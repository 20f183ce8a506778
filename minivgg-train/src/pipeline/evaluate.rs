//! Evaluation of a fitted classifier
//!
//! The report's label set depends on the split mode: held-out runs report
//! every class of the full dataset (absent ones with support 0), train-only
//! runs report the classes present in the data that was scored.

use std::collections::BTreeSet;
use tracing::debug;

use super::error::{PipelineError, PipelineResult};
use super::report::ClassificationReport;
use super::split::{DatasetSplit, Partition};
use crate::model::{ImageClassifier, LabelVocabulary};

/// Accuracy, report and the predictions they were computed from
#[derive(Debug, Clone)]
pub struct Evaluation {
    pub accuracy: f64,
    pub report: ClassificationReport,
    pub predictions: Vec<String>,
}

impl Evaluation {
    pub fn report_text(&self) -> String {
        self.report.to_string()
    }
}

/// Fraction of positions where `predicted` equals `truth`
pub fn accuracy_of(truth: &[String], predicted: &[String]) -> PipelineResult<f64> {
    check_lengths(truth, predicted)?;
    if truth.is_empty() {
        return Err(PipelineError::Evaluation(
            "Cannot score an empty evaluation partition".to_string(),
        ));
    }
    let correct = truth.iter().zip(predicted).filter(|(t, p)| t == p).count();
    Ok(correct as f64 / truth.len() as f64)
}

fn check_lengths(truth: &[String], predicted: &[String]) -> PipelineResult<()> {
    if truth.len() != predicted.len() {
        return Err(PipelineError::Evaluation(format!(
            "{} predictions for {} ground-truth labels",
            predicted.len(),
            truth.len()
        )));
    }
    Ok(())
}

#[derive(Debug, Clone)]
pub struct Evaluator {
    labels: Vec<String>,
}

impl Evaluator {
    /// Report over an explicit, ordered label set
    pub fn new(labels: Vec<String>) -> Self {
        Self { labels }
    }

    /// Pick the report label set for `split`
    pub fn for_split(split: &DatasetSplit, vocabulary: &LabelVocabulary) -> Self {
        if split.is_held_out() {
            Self::new(vocabulary.labels().to_vec())
        } else {
            let observed: BTreeSet<&String> = split.evaluation().labels.iter().collect();
            Self::new(observed.into_iter().cloned().collect())
        }
    }

    pub fn labels(&self) -> &[String] {
        &self.labels
    }

    /// Predict every image of `partition` in order and score the result
    pub fn evaluate<C: ImageClassifier>(
        &self,
        model: &C,
        partition: &Partition,
    ) -> PipelineResult<Evaluation> {
        let predictions = model.predict(&partition.images)?;
        self.score(&partition.labels, predictions)
    }

    pub fn score(&self, truth: &[String], predictions: Vec<String>) -> PipelineResult<Evaluation> {
        let accuracy = accuracy_of(truth, &predictions)?;
        let report = ClassificationReport::compute(truth, &predictions, &self.labels);
        debug!(
            accuracy,
            samples = truth.len(),
            classes = self.labels.len(),
            "Scored predictions"
        );
        Ok(Evaluation {
            accuracy,
            report,
            predictions,
        })
    }
}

+-------+

Copy out each line of the data that has the word "every" in it.

Reply to the task.
//! every class of the full dataset (absent ones with support 0), train-only
    /// Predict every image of `partition` in order and score the result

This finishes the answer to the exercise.